Jet Lag Syndrome



Jet lag syndrome is the second most common sleep disorder and usually affects those traveling on international flights or on domestic flights if traveling between time zones. This is what you call knocking your body clock out of synch. When you're traveling across different time zones, particularly at the international level, this can throw you off an entire day, especially when you cross the international date line.

Women are reportedly affected more often than men. According to medical reports, this is because of the natural hormone estrogen. It is triggered when the body is accustomed to normal daytime and nighttime rhythms. So when women travel extensively they are upsetting their body's natural state of corresponding with a specific time of day.
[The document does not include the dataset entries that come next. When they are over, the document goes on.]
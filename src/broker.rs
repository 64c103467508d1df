//! Short-lived, minimally scoped API tokens.
//!
//! The pipeline never deploys with the operator's own credential.
//! It mints a token covering exactly the permission groups the
//! enabled features need, hands that token to every step, and
//! revokes it when the run ends.

use std::collections::BTreeMap;
use std::fmt;

use chrono::{DateTime, Duration, Utc};
use tracing::{info, warn};

use crate::api::{CloudflareApi, PermissionGroup, PermissionGroupRef, TokenPolicy, TokenRequest};
use crate::config::Features;
use crate::error::{LaunchError, LaunchResult};

const ACCOUNT_SCOPE: &str = "com.cloudflare.api.account";
const ZONE_SCOPE: &str = "com.cloudflare.api.account.zone";
const USER_SCOPE: &str = "com.cloudflare.api.user";

/// Level a permission group must be granted at.
#[derive(Debug, Clone, Copy, PartialEq, Eq)]
pub enum Scope {
    Account,
    User,
}

impl Scope {
    fn accepts(self, catalog_scope: &str) -> bool {
        match self {
            Self::Account => catalog_scope == ACCOUNT_SCOPE || catalog_scope == ZONE_SCOPE,
            Self::User => catalog_scope == USER_SCOPE,
        }
    }
}

/// A logical capability the pipeline may need.
#[derive(Debug, Clone, Copy, PartialEq, Eq)]
pub enum Capability {
    PagesWrite,
    PagesRead,
    ScriptsWrite,
    DnsWrite,
    StorageWrite,
    StorageRead,
    D1Write,
    AccessAppsWrite,
    AccessAppsRead,
    AccountSettingsRead,
    UserRead,
    UserMembershipsRead,
}

impl Capability {
    /// Short capability name, e.g. `pages:write`.
    #[must_use]
    pub const fn name(self) -> &'static str {
        match self {
            Self::PagesWrite => "pages:write",
            Self::PagesRead => "pages:read",
            Self::ScriptsWrite => "scripts:write",
            Self::DnsWrite => "dns:write",
            Self::StorageWrite => "storage:write",
            Self::StorageRead => "storage:read",
            Self::D1Write => "d1:write",
            Self::AccessAppsWrite => "access:apps:write",
            Self::AccessAppsRead => "access:apps:read",
            Self::AccountSettingsRead => "account:settings:read",
            Self::UserRead => "user:read",
            Self::UserMembershipsRead => "user:memberships:read",
        }
    }

    /// Name of the matching entry in the permission-group catalog.
    #[must_use]
    pub const fn group_name(self) -> &'static str {
        match self {
            Self::PagesWrite => "Pages Write",
            Self::PagesRead => "Pages Read",
            Self::ScriptsWrite => "Workers Scripts Write",
            Self::DnsWrite => "DNS Write",
            Self::StorageWrite => "Workers R2 Storage Write",
            Self::StorageRead => "Workers R2 Storage Read",
            Self::D1Write => "D1 Write",
            Self::AccessAppsWrite => "Access: Apps and Policies Write",
            Self::AccessAppsRead => "Access: Apps and Policies Read",
            Self::AccountSettingsRead => "Account Settings Read",
            Self::UserRead => "User Details Read",
            Self::UserMembershipsRead => "Memberships Read",
        }
    }

    #[must_use]
    pub const fn scope(self) -> Scope {
        match self {
            Self::UserRead | Self::UserMembershipsRead => Scope::User,
            _ => Scope::Account,
        }
    }

    /// Capabilities needed to provision the given features.
    #[must_use]
    pub fn required(features: Features) -> Vec<Self> {
        let mut caps = vec![
            Self::PagesWrite,
            Self::PagesRead,
            Self::ScriptsWrite,
            Self::DnsWrite,
            Self::AccountSettingsRead,
            Self::UserRead,
            Self::UserMembershipsRead,
        ];
        if features.storage {
            caps.extend([Self::StorageWrite, Self::StorageRead]);
        }
        if features.database {
            caps.push(Self::D1Write);
        }
        if features.access {
            caps.extend([Self::AccessAppsWrite, Self::AccessAppsRead]);
        }
        caps
    }
}

impl fmt::Display for Capability {
    fn fmt(&self, f: &mut fmt::Formatter<'_>) -> fmt::Result {
        f.write_str(self.name())
    }
}

/// Catalog groups picked for a set of capabilities.
#[derive(Debug, Clone, Default, PartialEq, Eq)]
pub struct GroupSelection {
    pub account: Vec<PermissionGroupRef>,
    pub user: Vec<PermissionGroupRef>,
    /// Capabilities with no matching group in the catalog.
    pub dropped: Vec<Capability>,
}

/// Match each capability to a catalog group by name and scope.
///
/// A group whose name matches but whose scopes do not include the
/// required level is not used. Unmatched capabilities are dropped.
#[must_use]
pub fn select_groups(catalog: &[PermissionGroup], capabilities: &[Capability]) -> GroupSelection {
    let mut selection = GroupSelection::default();

    for &cap in capabilities {
        let scope = cap.scope();
        let found = catalog.iter().find(|g| {
            g.name == cap.group_name() && g.scopes.iter().any(|s| scope.accepts(s))
        });

        match found {
            Some(group) => {
                let group_ref = PermissionGroupRef {
                    id: group.id.clone(),
                    name: group.name.clone(),
                };
                match scope {
                    Scope::Account => selection.account.push(group_ref),
                    Scope::User => selection.user.push(group_ref),
                }
            }
            None => {
                let err = LaunchError::PermissionLookup {
                    name: cap.group_name().to_string(),
                };
                warn!(capability = %cap, "{err}; capability dropped from token");
                selection.dropped.push(cap);
            }
        }
    }

    selection
}

/// One allow policy per non-empty group list.
#[must_use]
pub fn build_policies(
    account_id: &str,
    user_id: &str,
    selection: &GroupSelection,
) -> Vec<TokenPolicy> {
    let mut policies = Vec::new();

    let scoped = [
        (format!("{ACCOUNT_SCOPE}.{account_id}"), &selection.account),
        (format!("{USER_SCOPE}.{user_id}"), &selection.user),
    ];

    for (resource, groups) in scoped {
        if groups.is_empty() {
            continue;
        }
        policies.push(TokenPolicy {
            effect: "allow".to_string(),
            resources: BTreeMap::from([(resource, "*".to_string())]),
            permission_groups: groups.clone(),
        });
    }

    policies
}

/// A minted token. The secret value never appears in `Debug` output.
#[derive(Clone)]
pub struct ScopedCredential {
    pub value: String,
    pub id: String,
    pub policies: Vec<TokenPolicy>,
    pub issued_at: DateTime<Utc>,
    pub expires_at: DateTime<Utc>,
    pub dropped: Vec<Capability>,
}

impl fmt::Debug for ScopedCredential {
    fn fmt(&self, f: &mut fmt::Formatter<'_>) -> fmt::Result {
        f.debug_struct("ScopedCredential")
            .field("id", &self.id)
            .field("value", &"***")
            .field("policies", &self.policies)
            .field("issued_at", &self.issued_at)
            .field("expires_at", &self.expires_at)
            .field("dropped", &self.dropped)
            .finish()
    }
}

/// Mints and revokes scoped tokens with the operator identity.
pub struct CredentialBroker<'a> {
    api: &'a dyn CloudflareApi,
    ttl: Duration,
}

impl<'a> CredentialBroker<'a> {
    #[must_use]
    pub fn new(api: &'a dyn CloudflareApi, ttl_minutes: u32) -> Self {
        Self {
            api,
            ttl: Duration::minutes(i64::from(ttl_minutes)),
        }
    }

    /// Mint a token covering the capabilities `features` need.
    pub fn mint(
        &self,
        features: Features,
        account_id: &str,
        user_id: &str,
    ) -> LaunchResult<ScopedCredential> {
        let catalog = self.api.permission_groups()?;
        let capabilities = Capability::required(features);
        let selection = select_groups(&catalog, &capabilities);
        let policies = build_policies(account_id, user_id, &selection);

        let issued_at = Utc::now();
        let expires_at = issued_at + self.ttl;
        let request = TokenRequest {
            name: format!("flarelaunch deploy token - {}", issued_at.format("%Y-%m-%d")),
            policies: policies.clone(),
            expires_on: Some(expires_at.format("%Y-%m-%dT%H:%M:%SZ").to_string()),
        };

        let token = self.api.create_token(&request)?;
        info!(
            token_id = %token.id,
            groups = selection.account.len() + selection.user.len(),
            dropped = selection.dropped.len(),
            expires_at = %request.expires_on.as_deref().unwrap_or_default(),
            "scoped token minted"
        );

        Ok(ScopedCredential {
            value: token.value,
            id: token.id,
            policies,
            issued_at,
            expires_at,
            dropped: selection.dropped,
        })
    }

    /// Revoke a token. Never fails: errors are logged, since
    /// revocation runs during cleanup and must not hide the run's
    /// own outcome.
    pub fn revoke(&self, credential: &ScopedCredential) {
        match self.api.delete_token(&credential.id) {
            Ok(()) => info!(token_id = %credential.id, "scoped token revoked"),
            Err(e) => warn!(
                token_id = %credential.id,
                error = %e,
                "failed to revoke scoped token; delete it from the dashboard"
            ),
        }
    }

    /// Tie a credential's lifetime to the returned lease.
    #[must_use]
    pub fn lease(&'a self, credential: ScopedCredential) -> CredentialLease<'a> {
        CredentialLease {
            broker: self,
            credential: Some(credential),
        }
    }
}

/// Revokes its credential exactly once: on [`CredentialLease::release`]
/// or, failing that, when dropped (including during a panic unwind).
pub struct CredentialLease<'a> {
    broker: &'a CredentialBroker<'a>,
    credential: Option<ScopedCredential>,
}

impl CredentialLease<'_> {
    /// The leased credential, `None` once released.
    #[must_use]
    pub fn credential(&self) -> Option<&ScopedCredential> {
        self.credential.as_ref()
    }

    pub fn release(mut self) {
        self.revoke_once();
    }

    fn revoke_once(&mut self) {
        if let Some(credential) = self.credential.take() {
            self.broker.revoke(&credential);
        }
    }
}

impl Drop for CredentialLease<'_> {
    fn drop(&mut self) {
        self.revoke_once();
    }
}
It can take up to several days or even a full week to regain some normalcy, but only after you have had time to adjust your sleep patterns. The symptoms vary by the individual person. The most common symptoms reported can include or be a combination of dehydration (which can trigger minor disorientation), loss of appetite, headaches and sinus irritations, fatigue, grogginess, nausea and/or vomiting from an upset stomach, irritability, and mild depression.

This sleep disorder is not linked to the length of a flight but to the trans merdian distance traveled. For example if you flew from New York to Los Angeles, which is approximately 5 hours, you will feel some jet lag crossing the Central and Mountain time zones. Jet lag can be extremely difficult in places like Alaska and Russia because of the fact that Alaska only sees a short amount of daylight and Russia has 11 different time zones. These would really throw someone off if they were flying from Copenhagen to Tokyo.
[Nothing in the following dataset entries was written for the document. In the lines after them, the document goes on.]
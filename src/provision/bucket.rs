use tracing::{info, warn};

use crate::error::{LaunchError, LaunchResult};
use crate::manifest;
use crate::provision::{Outcome, StepContext};

/// What the operator has to do when R2 is off for the account.
pub const ENABLE_STORAGE_HINT: &str = "R2 is not enabled for this account. Enable it in the \
     Cloudflare dashboard (R2 Object Storage > Purchase R2 Plan; the free tier is enough), \
     then run the deploy again";

#[derive(Debug, Clone, Copy, PartialEq, Eq)]
pub enum BucketStatus {
    Ready(Outcome),
    /// R2 is disabled for the account; nothing was created.
    StorageDisabled,
}

/// Make sure the R2 bucket exists and is named in the manifest.
pub fn ensure_bucket(ctx: &StepContext<'_>) -> LaunchResult<BucketStatus> {
    let name = ctx.config.bucket_name();

    let buckets = match ctx.api.list_buckets(ctx.account_id) {
        Ok(buckets) => buckets,
        Err(LaunchError::StorageNotEnabled) => {
            warn!("{ENABLE_STORAGE_HINT}");
            return Ok(BucketStatus::StorageDisabled);
        }
        Err(e) => return Err(e),
    };

    let outcome = if buckets.iter().any(|b| b.name == name) {
        info!(bucket = %name, "R2 bucket already exists");
        Outcome::Reused
    } else {
        match ctx.api.create_bucket(ctx.account_id, &name) {
            Ok(_) => {
                info!(bucket = %name, "R2 bucket created");
                Outcome::Created
            }
            Err(e) if e.is_already_exists() => Outcome::Reused,
            Err(LaunchError::StorageNotEnabled) => {
                warn!("{ENABLE_STORAGE_HINT}");
                return Ok(BucketStatus::StorageDisabled);
            }
            Err(e) => return Err(e),
        }
    };

    let path = &ctx.config.project.manifest;
    manifest::upsert_key(path, "bucket_name", &name)?;
    manifest::upsert_key(path, "preview_bucket_name", &name)?;

    Ok(BucketStatus::Ready(outcome))
}
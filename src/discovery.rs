//! Paginated discovery of accounts and zones.

use tracing::{debug, info};

use crate::api::{Account, CloudflareApi, Page, Zone};
use crate::config::CloudflareConfig;
use crate::error::{LaunchError, LaunchResult};

/// Page size used for every listing.
pub const PAGE_SIZE: u32 = 50;

/// Drain a paginated listing, starting at page 1.
///
/// Keeps requesting while the reported `total_pages` says there is
/// more. A response without pagination metadata ends the walk after
/// its first page.
pub fn paginate<T>(
    mut fetch: impl FnMut(u32, u32) -> LaunchResult<Page<T>>,
) -> LaunchResult<Vec<T>> {
    let mut items = Vec::new();
    let mut page = 1;

    loop {
        let batch = fetch(page, PAGE_SIZE)?;
        debug!(page, count = batch.items.len(), total_pages = ?batch.total_pages, "fetched page");
        items.extend(batch.items);

        match batch.total_pages {
            Some(total) if page < total => page += 1,
            _ => break,
        }
    }

    Ok(items)
}

pub fn list_accounts(api: &dyn CloudflareApi) -> LaunchResult<Vec<Account>> {
    paginate(|page, per_page| api.accounts_page(page, per_page))
}

pub fn list_zones(api: &dyn CloudflareApi, account_id: &str) -> LaunchResult<Vec<Zone>> {
    paginate(|page, per_page| api.zones_page(account_id, page, per_page))
}

/// Decide which account to deploy into.
///
/// A configured id wins without any API call. Otherwise the
/// accounts visible to the identity are listed: a single account is
/// used as is, several are narrowed by `account_name`.
pub fn resolve_account(
    api: &dyn CloudflareApi,
    config: &CloudflareConfig,
) -> LaunchResult<Account> {
    if let Some(id) = &config.account_id {
        return Ok(Account {
            id: id.clone(),
            name: config.account_name.clone().unwrap_or_default(),
        });
    }

    let accounts = list_accounts(api)?;
    let chosen = match (accounts.len(), &config.account_name) {
        (0, _) => {
            return Err(LaunchError::Config(
                "no Cloudflare accounts are visible to this identity".into(),
            ));
        }
        (1, None) => accounts.into_iter().next(),
        (_, Some(name)) => accounts.into_iter().find(|a| &a.name == name),
        (_, None) => {
            let names: Vec<&str> = accounts.iter().map(|a| a.name.as_str()).collect();
            return Err(LaunchError::Config(format!(
                "several accounts available ({}); set cloudflare.account_name or account_id",
                names.join(", ")
            )));
        }
    };

    let account = chosen.ok_or_else(|| {
        LaunchError::Config(format!(
            "account '{}' not found",
            config.account_name.as_deref().unwrap_or_default()
        ))
    })?;
    info!(account = %account.name, id = %account.id, "using account");
    Ok(account)
}

/// The zone serving `domain`: an exact match, or else the zone with
/// the longest name that `domain` is a subdomain of.
#[must_use]
pub fn zone_for<'a>(domain: &str, zones: &'a [Zone]) -> Option<&'a Zone> {
    zones
        .iter()
        .filter(|z| domain == z.name || domain.ends_with(&format!(".{}", z.name)))
        .max_by_key(|z| z.name.len())
}

/// Look up the zone serving `domain` within an account.
pub fn find_zone(api: &dyn CloudflareApi, account_id: &str, domain: &str) -> LaunchResult<Zone> {
    let zones = list_zones(api, account_id)?;
    zone_for(domain, &zones)
        .cloned()
        .ok_or_else(|| LaunchError::ZoneNotFound(domain.to_string()))
}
Usually people that are prone to jet lag are often given sedatives by their doctors to help them sleep through their flight and to wake up without the effects of it when they land in their destination.
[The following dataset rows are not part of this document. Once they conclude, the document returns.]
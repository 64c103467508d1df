pub mod access;
pub mod bucket;
pub mod database;

use std::fmt;

use crate::api::CloudflareApi;
use crate::config::LaunchConfig;
use crate::error::{LaunchError, LaunchResult};
use crate::pipeline::Step;
use crate::wrangler::{DeployTool, ToolEnv};

/// Everything a provisioning step needs, passed explicitly.
///
/// `api` authenticates with the scoped token and `env` carries the
/// same token to wrangler child processes.
#[derive(Clone, Copy)]
pub struct StepContext<'a> {
    pub config: &'a LaunchConfig,
    pub api: &'a dyn CloudflareApi,
    pub tool: &'a dyn DeployTool,
    pub env: ToolEnv<'a>,
    pub account_id: &'a str,
}

/// How a managed resource ended up in place.
#[derive(Debug, Clone, Copy, PartialEq, Eq)]
pub enum Outcome {
    Created,
    Reused,
}

impl fmt::Display for Outcome {
    fn fmt(&self, f: &mut fmt::Formatter<'_>) -> fmt::Result {
        match self {
            Self::Created => f.write_str("created"),
            Self::Reused => f.write_str("reused"),
        }
    }
}

/// Result of an upsert against a mutable resource.
#[derive(Debug, Clone, Copy, PartialEq, Eq)]
pub enum Upsert {
    Created,
    Updated,
    Unchanged,
}

impl Upsert {
    /// An update keeps the existing resource, so it counts as reuse.
    #[must_use]
    pub const fn outcome(self) -> Outcome {
        match self {
            Self::Created => Outcome::Created,
            Self::Updated | Self::Unchanged => Outcome::Reused,
        }
    }
}

/// Lifecycle of one provisioning step.
#[derive(Debug, Clone, Copy, PartialEq, Eq)]
pub enum StepState {
    Pending,
    Checking,
    Exists,
    Creating,
    Done,
    Failed,
    Skipped,
}

impl StepState {
    #[must_use]
    pub const fn can_advance(self, next: Self) -> bool {
        matches!(
            (self, next),
            (Self::Pending, Self::Checking | Self::Skipped)
                | (Self::Checking, Self::Exists | Self::Creating | Self::Failed)
                | (Self::Exists | Self::Creating, Self::Done | Self::Failed)
        )
    }

    #[must_use]
    pub const fn is_terminal(self) -> bool {
        matches!(self, Self::Done | Self::Failed | Self::Skipped)
    }
}

impl fmt::Display for StepState {
    fn fmt(&self, f: &mut fmt::Formatter<'_>) -> fmt::Result {
        let s = match self {
            Self::Pending => "pending",
            Self::Checking => "checking",
            Self::Exists => "exists",
            Self::Creating => "creating",
            Self::Done => "done",
            Self::Failed => "failed",
            Self::Skipped => "skipped",
        };
        f.write_str(s)
    }
}

/// Progress record of a single step.
#[derive(Debug, Clone, PartialEq, Eq)]
pub struct StepReport {
    pub step: Step,
    pub state: StepState,
    pub detail: Option<String>,
}

impl StepReport {
    #[must_use]
    pub const fn new(step: Step) -> Self {
        Self {
            step,
            state: StepState::Pending,
            detail: None,
        }
    }

    /// Move to `next`, rejecting transitions the state machine does
    /// not allow.
    pub fn advance(&mut self, next: StepState) -> LaunchResult<()> {
        if !self.state.can_advance(next) {
            return Err(LaunchError::InvalidTransition {
                step: self.step,
                from: self.state,
                to: next,
            });
        }
        self.state = next;
        Ok(())
    }

    /// Walk through `Checking` and `Exists`/`Creating` to `Done`.
    pub fn complete(&mut self, outcome: Outcome) -> LaunchResult<()> {
        self.advance(StepState::Checking)?;
        self.advance(match outcome {
            Outcome::Created => StepState::Creating,
            Outcome::Reused => StepState::Exists,
        })?;
        self.advance(StepState::Done)
    }

    /// Mark the step failed from wherever it stands.
    pub fn fail(&mut self, detail: impl Into<String>) {
        if self.state == StepState::Pending {
            self.state = StepState::Checking;
        }
        if !self.state.is_terminal() {
            self.state = StepState::Failed;
        }
        self.detail = Some(detail.into());
    }

    pub fn skip(&mut self, reason: impl Into<String>) -> LaunchResult<()> {
        self.advance(StepState::Skipped)?;
        self.detail = Some(reason.into());
        Ok(())
    }

    #[must_use]
    pub fn with_detail(mut self, detail: impl Into<String>) -> Self {
        self.detail = Some(detail.into());
        self
    }
}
Ways to recover quickly from it is proper nutrition, exercise, and sleep. People who don't sleep or get enough rest and relaxation will deal with it later when they land and the disorientation sets in. Sunlight, according to what most doctors say, can help reset your body's clock back in synch.

It's difficult to pinpoint the severity of this sleep disorder because it affects people so differently. Usually people who routinely travel on international flights are less likely to deal with this syndrome because they're used to the constant change and have managed to adapt to those changes. Some people travel monthly for business, and it's usually these business travelers who deal with this problem better than those who only travel occasionally for vacations.

The best treatment, however, is prevention. There are simple things you can do; for example, drink plenty of water before and during your flight and avoid alcoholic or carbonated beverages. As always, it is suggested that you consult with a physician if you find yourself suffering from jet lag for an extended period of time.